╭─ EXERCISE DATA

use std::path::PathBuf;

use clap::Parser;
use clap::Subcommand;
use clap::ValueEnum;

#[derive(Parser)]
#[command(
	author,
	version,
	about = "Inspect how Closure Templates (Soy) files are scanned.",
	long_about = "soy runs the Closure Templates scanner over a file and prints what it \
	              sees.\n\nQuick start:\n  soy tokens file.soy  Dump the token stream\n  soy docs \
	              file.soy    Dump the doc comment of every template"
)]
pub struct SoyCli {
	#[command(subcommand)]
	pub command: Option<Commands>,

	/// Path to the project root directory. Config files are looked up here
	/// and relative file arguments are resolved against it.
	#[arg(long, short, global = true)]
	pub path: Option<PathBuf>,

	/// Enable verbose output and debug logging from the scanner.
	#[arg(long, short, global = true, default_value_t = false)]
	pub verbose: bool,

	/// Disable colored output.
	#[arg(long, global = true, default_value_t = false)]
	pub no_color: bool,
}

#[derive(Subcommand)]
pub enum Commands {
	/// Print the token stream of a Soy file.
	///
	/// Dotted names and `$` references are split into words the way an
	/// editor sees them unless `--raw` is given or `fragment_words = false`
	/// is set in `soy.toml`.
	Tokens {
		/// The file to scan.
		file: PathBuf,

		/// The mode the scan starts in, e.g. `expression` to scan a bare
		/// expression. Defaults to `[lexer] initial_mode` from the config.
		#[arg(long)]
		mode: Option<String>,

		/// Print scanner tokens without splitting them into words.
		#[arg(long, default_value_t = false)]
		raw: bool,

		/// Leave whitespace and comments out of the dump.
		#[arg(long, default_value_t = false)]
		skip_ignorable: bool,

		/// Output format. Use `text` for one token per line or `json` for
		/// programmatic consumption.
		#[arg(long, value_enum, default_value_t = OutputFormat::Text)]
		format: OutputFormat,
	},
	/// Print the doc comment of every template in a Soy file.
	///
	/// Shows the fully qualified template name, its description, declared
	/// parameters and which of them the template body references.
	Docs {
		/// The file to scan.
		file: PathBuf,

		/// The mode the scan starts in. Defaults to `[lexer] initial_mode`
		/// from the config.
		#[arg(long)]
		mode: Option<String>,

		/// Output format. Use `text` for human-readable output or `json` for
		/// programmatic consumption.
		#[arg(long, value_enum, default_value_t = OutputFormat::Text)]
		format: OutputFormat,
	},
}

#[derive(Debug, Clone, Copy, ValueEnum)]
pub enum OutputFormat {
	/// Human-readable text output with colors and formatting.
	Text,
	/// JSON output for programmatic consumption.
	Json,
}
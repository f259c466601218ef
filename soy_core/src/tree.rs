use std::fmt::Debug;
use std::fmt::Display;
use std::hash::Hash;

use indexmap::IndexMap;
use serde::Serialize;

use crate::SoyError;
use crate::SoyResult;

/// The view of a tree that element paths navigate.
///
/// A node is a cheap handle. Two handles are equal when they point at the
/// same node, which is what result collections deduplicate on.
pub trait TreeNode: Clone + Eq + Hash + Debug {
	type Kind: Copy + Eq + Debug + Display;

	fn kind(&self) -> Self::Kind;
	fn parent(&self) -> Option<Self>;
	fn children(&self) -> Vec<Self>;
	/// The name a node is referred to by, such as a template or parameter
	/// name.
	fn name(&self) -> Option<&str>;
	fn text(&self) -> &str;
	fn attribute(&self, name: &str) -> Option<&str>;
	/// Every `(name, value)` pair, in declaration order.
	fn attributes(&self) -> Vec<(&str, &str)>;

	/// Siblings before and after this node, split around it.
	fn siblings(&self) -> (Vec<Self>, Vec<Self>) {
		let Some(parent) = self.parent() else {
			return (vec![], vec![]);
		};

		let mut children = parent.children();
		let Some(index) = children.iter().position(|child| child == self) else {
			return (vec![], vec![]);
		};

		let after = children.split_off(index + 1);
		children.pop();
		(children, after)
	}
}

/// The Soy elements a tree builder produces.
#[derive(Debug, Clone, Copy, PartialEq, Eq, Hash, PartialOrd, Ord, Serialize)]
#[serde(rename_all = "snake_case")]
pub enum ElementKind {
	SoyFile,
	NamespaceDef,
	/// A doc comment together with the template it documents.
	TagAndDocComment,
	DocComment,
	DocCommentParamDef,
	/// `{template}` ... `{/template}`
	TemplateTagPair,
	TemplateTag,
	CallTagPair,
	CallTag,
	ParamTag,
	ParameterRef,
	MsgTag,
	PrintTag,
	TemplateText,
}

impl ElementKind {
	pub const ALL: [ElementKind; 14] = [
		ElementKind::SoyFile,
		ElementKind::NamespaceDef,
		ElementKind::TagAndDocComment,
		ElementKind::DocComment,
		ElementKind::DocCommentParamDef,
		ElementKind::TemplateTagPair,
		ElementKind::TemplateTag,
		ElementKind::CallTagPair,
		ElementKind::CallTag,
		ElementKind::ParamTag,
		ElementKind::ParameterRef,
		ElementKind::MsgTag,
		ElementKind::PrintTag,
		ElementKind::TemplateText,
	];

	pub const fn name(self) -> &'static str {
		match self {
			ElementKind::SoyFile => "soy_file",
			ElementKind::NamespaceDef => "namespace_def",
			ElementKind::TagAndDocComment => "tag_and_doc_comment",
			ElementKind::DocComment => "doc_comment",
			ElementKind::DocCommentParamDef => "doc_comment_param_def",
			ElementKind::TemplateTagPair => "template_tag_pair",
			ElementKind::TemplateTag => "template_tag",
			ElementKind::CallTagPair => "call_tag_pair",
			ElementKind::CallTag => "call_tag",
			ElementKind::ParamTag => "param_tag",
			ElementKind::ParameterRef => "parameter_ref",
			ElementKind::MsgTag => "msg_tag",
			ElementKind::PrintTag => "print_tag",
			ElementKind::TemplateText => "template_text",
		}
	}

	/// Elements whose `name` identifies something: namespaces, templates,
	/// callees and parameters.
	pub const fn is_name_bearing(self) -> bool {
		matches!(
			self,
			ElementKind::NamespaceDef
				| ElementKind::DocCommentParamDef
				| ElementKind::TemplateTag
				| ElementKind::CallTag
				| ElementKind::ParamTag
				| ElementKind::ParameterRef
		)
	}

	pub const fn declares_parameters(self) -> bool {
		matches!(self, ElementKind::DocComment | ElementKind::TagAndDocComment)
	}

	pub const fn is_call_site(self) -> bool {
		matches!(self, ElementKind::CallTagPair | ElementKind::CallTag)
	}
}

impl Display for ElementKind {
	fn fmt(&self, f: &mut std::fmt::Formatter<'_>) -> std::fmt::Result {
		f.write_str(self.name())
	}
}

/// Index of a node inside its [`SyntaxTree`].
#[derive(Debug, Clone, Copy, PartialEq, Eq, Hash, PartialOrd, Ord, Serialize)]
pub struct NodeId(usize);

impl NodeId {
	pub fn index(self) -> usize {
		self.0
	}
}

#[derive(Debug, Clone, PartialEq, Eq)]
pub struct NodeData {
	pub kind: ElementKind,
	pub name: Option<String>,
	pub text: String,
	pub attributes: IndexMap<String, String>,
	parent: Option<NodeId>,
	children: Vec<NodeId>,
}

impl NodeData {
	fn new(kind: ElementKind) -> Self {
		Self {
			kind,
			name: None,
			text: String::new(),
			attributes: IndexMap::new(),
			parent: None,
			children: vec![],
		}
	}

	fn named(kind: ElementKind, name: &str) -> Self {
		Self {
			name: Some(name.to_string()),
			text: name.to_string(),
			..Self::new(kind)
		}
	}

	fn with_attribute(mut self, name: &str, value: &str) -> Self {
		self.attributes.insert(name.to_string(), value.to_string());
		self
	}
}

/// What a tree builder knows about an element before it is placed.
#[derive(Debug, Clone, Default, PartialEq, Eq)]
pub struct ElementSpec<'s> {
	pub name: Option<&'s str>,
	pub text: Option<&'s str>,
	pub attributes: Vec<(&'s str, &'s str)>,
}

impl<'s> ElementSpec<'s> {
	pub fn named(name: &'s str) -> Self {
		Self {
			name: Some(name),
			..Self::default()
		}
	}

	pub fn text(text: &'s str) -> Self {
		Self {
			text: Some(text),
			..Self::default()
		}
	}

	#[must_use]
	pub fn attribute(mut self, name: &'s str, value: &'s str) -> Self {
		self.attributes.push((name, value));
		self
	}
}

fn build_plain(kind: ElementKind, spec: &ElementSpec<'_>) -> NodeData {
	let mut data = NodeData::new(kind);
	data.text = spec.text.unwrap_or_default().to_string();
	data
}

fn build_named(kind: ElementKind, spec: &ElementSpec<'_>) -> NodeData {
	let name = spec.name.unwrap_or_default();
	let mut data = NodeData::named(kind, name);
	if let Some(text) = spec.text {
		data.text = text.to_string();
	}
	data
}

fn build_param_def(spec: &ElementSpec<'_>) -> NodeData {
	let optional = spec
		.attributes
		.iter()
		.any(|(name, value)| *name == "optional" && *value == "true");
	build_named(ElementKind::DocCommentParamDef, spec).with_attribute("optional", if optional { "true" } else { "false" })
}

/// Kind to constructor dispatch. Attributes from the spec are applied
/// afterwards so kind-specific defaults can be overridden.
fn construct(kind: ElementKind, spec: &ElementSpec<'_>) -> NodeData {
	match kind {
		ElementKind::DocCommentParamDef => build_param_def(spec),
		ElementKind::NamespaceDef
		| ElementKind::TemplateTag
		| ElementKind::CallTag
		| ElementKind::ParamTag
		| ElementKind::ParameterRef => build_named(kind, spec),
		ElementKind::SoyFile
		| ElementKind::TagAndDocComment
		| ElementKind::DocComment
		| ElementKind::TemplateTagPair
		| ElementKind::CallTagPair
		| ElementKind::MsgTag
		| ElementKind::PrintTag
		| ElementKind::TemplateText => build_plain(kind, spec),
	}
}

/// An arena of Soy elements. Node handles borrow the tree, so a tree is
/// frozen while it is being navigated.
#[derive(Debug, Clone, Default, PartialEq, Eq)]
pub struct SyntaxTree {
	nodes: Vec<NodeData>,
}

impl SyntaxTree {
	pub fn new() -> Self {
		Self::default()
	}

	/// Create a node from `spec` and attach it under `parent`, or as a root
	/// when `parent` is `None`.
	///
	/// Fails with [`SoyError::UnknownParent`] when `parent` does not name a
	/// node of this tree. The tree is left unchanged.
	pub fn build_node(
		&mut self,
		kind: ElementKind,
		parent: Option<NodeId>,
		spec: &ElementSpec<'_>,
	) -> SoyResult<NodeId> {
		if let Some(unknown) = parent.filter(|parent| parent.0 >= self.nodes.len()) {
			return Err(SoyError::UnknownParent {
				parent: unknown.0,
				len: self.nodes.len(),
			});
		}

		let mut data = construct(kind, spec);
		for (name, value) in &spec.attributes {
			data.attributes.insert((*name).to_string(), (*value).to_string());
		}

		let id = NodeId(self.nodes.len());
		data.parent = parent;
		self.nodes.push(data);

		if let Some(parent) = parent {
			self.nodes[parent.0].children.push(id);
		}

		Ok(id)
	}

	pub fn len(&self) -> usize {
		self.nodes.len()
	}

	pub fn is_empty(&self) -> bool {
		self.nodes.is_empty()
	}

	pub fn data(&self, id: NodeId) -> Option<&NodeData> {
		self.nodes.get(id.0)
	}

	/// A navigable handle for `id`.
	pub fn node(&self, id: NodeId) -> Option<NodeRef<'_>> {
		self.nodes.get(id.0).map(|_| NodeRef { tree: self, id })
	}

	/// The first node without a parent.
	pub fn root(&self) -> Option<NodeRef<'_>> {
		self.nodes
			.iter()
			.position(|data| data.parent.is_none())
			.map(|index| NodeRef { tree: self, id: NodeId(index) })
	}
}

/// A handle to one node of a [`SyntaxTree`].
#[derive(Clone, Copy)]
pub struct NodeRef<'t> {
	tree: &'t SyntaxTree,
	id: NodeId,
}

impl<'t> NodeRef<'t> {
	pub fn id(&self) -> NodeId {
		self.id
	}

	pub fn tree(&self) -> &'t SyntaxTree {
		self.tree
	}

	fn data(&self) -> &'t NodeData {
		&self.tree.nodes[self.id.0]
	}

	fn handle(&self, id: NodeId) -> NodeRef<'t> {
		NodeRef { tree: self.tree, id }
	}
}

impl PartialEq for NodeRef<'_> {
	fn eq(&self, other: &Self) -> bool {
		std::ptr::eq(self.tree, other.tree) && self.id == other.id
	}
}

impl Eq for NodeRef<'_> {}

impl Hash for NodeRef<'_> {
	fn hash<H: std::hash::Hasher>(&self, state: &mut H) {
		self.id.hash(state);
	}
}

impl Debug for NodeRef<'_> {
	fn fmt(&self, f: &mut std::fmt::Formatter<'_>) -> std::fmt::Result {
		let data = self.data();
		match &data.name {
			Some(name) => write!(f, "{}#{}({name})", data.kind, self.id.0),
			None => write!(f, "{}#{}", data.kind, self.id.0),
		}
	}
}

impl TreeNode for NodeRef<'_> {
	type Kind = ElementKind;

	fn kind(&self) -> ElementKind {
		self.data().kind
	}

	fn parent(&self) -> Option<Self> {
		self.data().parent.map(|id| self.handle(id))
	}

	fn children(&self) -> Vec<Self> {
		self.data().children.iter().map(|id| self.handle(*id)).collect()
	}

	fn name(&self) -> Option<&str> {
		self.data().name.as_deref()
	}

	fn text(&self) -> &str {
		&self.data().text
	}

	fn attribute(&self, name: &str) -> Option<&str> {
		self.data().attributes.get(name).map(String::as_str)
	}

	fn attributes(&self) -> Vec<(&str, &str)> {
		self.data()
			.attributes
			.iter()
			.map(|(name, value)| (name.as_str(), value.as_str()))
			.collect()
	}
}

╰─

(TASK):
From the line containing "self.data().kind" to the last line of the material, please quote every line exactly and only those.

(SOLUTION):
		self.data().kind
	}

	fn parent(&self) -> Option<Self> {
		self.data().parent.map(|id| self.handle(id))
	}

	fn children(&self) -> Vec<Self> {
		self.data().children.iter().map(|id| self.handle(*id)).collect()
	}

	fn name(&self) -> Option<&str> {
		self.data().name.as_deref()
	}

	fn text(&self) -> &str {
		&self.data().text
	}

	fn attribute(&self, name: &str) -> Option<&str> {
		self.data().attributes.get(name).map(String::as_str)
	}

	fn attributes(&self) -> Vec<(&str, &str)> {
		self.data()
			.attributes
			.iter()
			.map(|(name, value)| (name.as_str(), value.as_str()))
			.collect()
	}
}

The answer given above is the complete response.